Cisneros argues that both registers of borders, the geographic and the civic, have historically defined citizenship in racialized terms, crossing and (re)crossing Latina/o communities. Cineros traces the use of vernacular performances of citizenship and border rhetorics throughout Latina/o rights struggles.
Keywords: rhetoric, social histories, history, borders, Latina/o
“[B]ecause they faced not only institutional barriers but also cultural and historical antagonism and outright persecution, the aliancistas deployed a tactical subjectivity as both citizen-subjects and noncitizen radicals. This border rhetoric oscillated between enacting citizenship through civil rights discourse and reformist appeals and performing a separate identity through ethno-nationalist discourse and radical activism” (p. 78).
“Vernacular enactments of citizenship are always momentary and confluent; vernaculars are neither wholly liberatory nor constraining but enact complex relationships of agency and identity” (p. 106).
“That border rhetorics and particular civic imaginaries are naturalized through rhetoric masks the fact that the border moves and materializes differently across space and time, that the borders of citizenship as they are conceived in any one space and time are unnatural” (p. 147).
“A backlash against identity and identity politics (on the right and the left) contributes to the difficulty of speaking of identity in concrete political terms and occludes the fact that identity is a reality of social location and part of a potential program for liberation and social change” (p. 152).
Cisneros, in many ways, does the kind of social history work that I would like to do. The work that he does highlights the rhetorical performances of Latina/o activists in key moments of Latina/o struggles for basic rights. He writes about how the Latina/o identity is constructed by coloniality and deployed strategically in these moments he examines. Borders are material/social space of contestability and citizenship is performing belonging within bordered spaces: performing a racialized Latina/o identity in particular ways is performing as well as challenging that bordered space.

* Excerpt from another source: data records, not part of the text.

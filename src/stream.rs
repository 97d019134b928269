//! Boundary-clipped instruction stream over one function body.
//!
//! The decode primitive works on fixed-size byte windows and knows nothing
//! about where a function ends. This stream feeds it one window at a time,
//! re-anchoring each window right after the last whole instruction, and
//! stops the moment an instruction would reach past the body end.

use std::collections::VecDeque;

use crate::{Address, Decoder, Insn, MAX_INSTRUCTION_SIZE};

/// Default window size handed to the decoder per call
pub const CHUNK_SIZE: usize = 256;

/// How much the stream asks of the decoder per call.
///
/// `capacity * MAX_INSTRUCTION_SIZE` should not exceed `window`, otherwise
/// a window can run out of bytes before `capacity` instructions and the
/// stream will take that for the decoder giving up.
#[derive(Debug, Clone, Copy, PartialEq, Eq)]
pub struct Chunking {
    /// Bytes per window
    pub window: usize,
    /// Instructions requested per window
    pub capacity: usize,
}

impl Default for Chunking {
    fn default() -> Self {
        Self {
            window: CHUNK_SIZE,
            capacity: CHUNK_SIZE / MAX_INSTRUCTION_SIZE,
        }
    }
}

/// Lazy, address-ordered instructions covering exactly `[begin, end)`.
pub struct InstructionStream<'a, D: Decoder + ?Sized> {
    decoder: &'a D,
    buffer: &'a [u8],
    cursor: Address,
    end: Address,
    chunking: Chunking,
    pending: VecDeque<Insn>,
    /// Set once no further chunk may be requested
    exhausted: bool,
    /// Set once an instruction crossed `end`; nothing more is yielded
    done: bool,
}

impl<'a, D: Decoder + ?Sized> InstructionStream<'a, D> {
    pub fn new(decoder: &'a D, buffer: &'a [u8], begin: Address, end: Address) -> Self {
        Self::with_chunking(decoder, buffer, begin, end, Chunking::default())
    }

    pub fn with_chunking(
        decoder: &'a D,
        buffer: &'a [u8],
        begin: Address,
        end: Address,
        chunking: Chunking,
    ) -> Self {
        Self {
            decoder,
            buffer,
            cursor: begin,
            end,
            chunking: Chunking {
                window: chunking.window.max(1),
                capacity: chunking.capacity.max(1),
            },
            pending: VecDeque::new(),
            exhausted: begin >= end,
            done: false,
        }
    }

    /// Decode the next window into `pending`.
    fn refill(&mut self) {
        let start = self.cursor as usize;
        if start >= self.buffer.len() {
            self.exhausted = true;
            return;
        }
        let stop = start.saturating_add(self.chunking.window).min(self.buffer.len());

        let window = &self.buffer[start..stop];
        let insns = match self.decoder.decode(window, self.cursor, self.chunking.capacity) {
            Ok(insns) => insns,
            Err(e) => {
                log::warn!("decoding stopped at 0x{:08X}: {}", self.cursor, e);
                self.exhausted = true;
                return;
            }
        };

        match insns.last() {
            Some(last) if insns.len() >= self.chunking.capacity && last.end() > self.cursor => {
                self.cursor = last.end();
            }
            _ => self.exhausted = true,
        }
        self.pending.extend(insns);
    }
}

impl<D: Decoder + ?Sized> Iterator for InstructionStream<'_, D> {
    type Item = Insn;

    fn next(&mut self) -> Option<Insn> {
        if self.done {
            return None;
        }

        while self.pending.is_empty() {
            if self.exhausted {
                self.done = true;
                return None;
            }
            self.refill();
        }

        let insn = self.pending.pop_front()?;
        if insn.addr >= self.end || insn.end() > self.end {
            self.done = true;
            self.pending.clear();
            return None;
        }
        Some(insn)
    }
}
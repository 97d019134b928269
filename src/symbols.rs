//! Function display names.

use std::collections::BTreeMap;

/// Declared function names keyed by global function index (imports first).
pub type FunctionNames = BTreeMap<u32, String>;

/// Display name for `function_index`.
///
/// Uses the declared name when there is one, otherwise a synthetic
/// `unnamedXXXX` built from the index in uppercase hex. The result is
/// never empty.
pub fn resolve(function_index: u32, names: &FunctionNames) -> String {
    match names.get(&function_index) {
        Some(name) if !name.is_empty() => name.clone(),
        _ => synthetic_name(function_index),
    }
}

/// Fallback name for functions stripped of debug names.
pub fn synthetic_name(function_index: u32) -> String {
    format!("unnamed{:04X}", function_index)
}

#[cfg(test)]
mod tests {
    use super::*;
    use rstest::rstest;

    fn table() -> FunctionNames {
        let mut names = FunctionNames::new();
        names.insert(0, "env.memcpy".to_string());
        names.insert(2, "add".to_string());
        names.insert(3, String::new());
        names
    }

    #[rstest]
    #[case(0, "env.memcpy")]
    #[case(2, "add")]
    #[case(7, "unnamed0007")]
    #[case(3, "unnamed0003")]
    #[case(0xab, "unnamed00AB")]
    #[case(0x12345, "unnamed12345")]
    fn test_resolve(#[case] index: u32, #[case] expected: &str) {
        assert_eq!(resolve(index, &table()), expected);
    }

    #[test]
    fn test_resolve_never_empty() {
        let names = table();
        for index in 0..64 {
            assert!(!resolve(index, &names).is_empty());
        }
    }
}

So I’m thinking a little about what citizenship means as an archive, as an archive of belonging and an archive of belongings. I’m finding this to be a productive metaphor for me to think through. I’m thinking about Enoch’s (2013) “Releasing Hold: Feminist Historiography Without the Tradition” that suggested inquiry into how the archive does the rhetorical work of remembering, but also the work of forgetting. I’m wondering how this might be useful in thinking about citizenship as being constructed toward particular identity performances even as Cisneros (2014) notes Latina/o identity has been prevented from developing concrete identity terms. This could explain that inability to discuss “identity in concrete political terms” (p. 152).
But I’m also thinking about this in terms of Archive Fever and the anxiety that surrounds this archive. The dust. The dust as these contestations, right? So how is the archive constructed in such a way to mask the rhetorical work of that archive? Of sustaining citizenship. Of collecting dust of the same in the fear of ‘death.’ Borders as the materialization of these anxieties. How might Steedman’s treatment of Michelet’s fever of the dust that kills complicate that? I think she, in seeing everything in the archives as having no beginnings, but seeing them ‘in medias res’, could highlight some of the ways that borders are contested and how citizenship, far from essentialist, is shifting.
But this is just a metaphor to help me process some of this.
There are easy connections to some of the work that I’m doing myself, looking at queer activists between 1987-1990, where I can see similar rhetorical moves being made, where what does it mean to be an American citizen is contested, where there’s a move to develop concrete terms to discuss identity—to perform identity in particular ways to address needs of basic human rights. There are similar differences in performances by activists within ACT UP as performing radical activisms and other LGBTQ activist organizations who wish to perform activist activity framed heavily in ‘civil disobedience’ discourses that heavily appeal to the dominant culture’s sensibilities of what it means to be a citizen.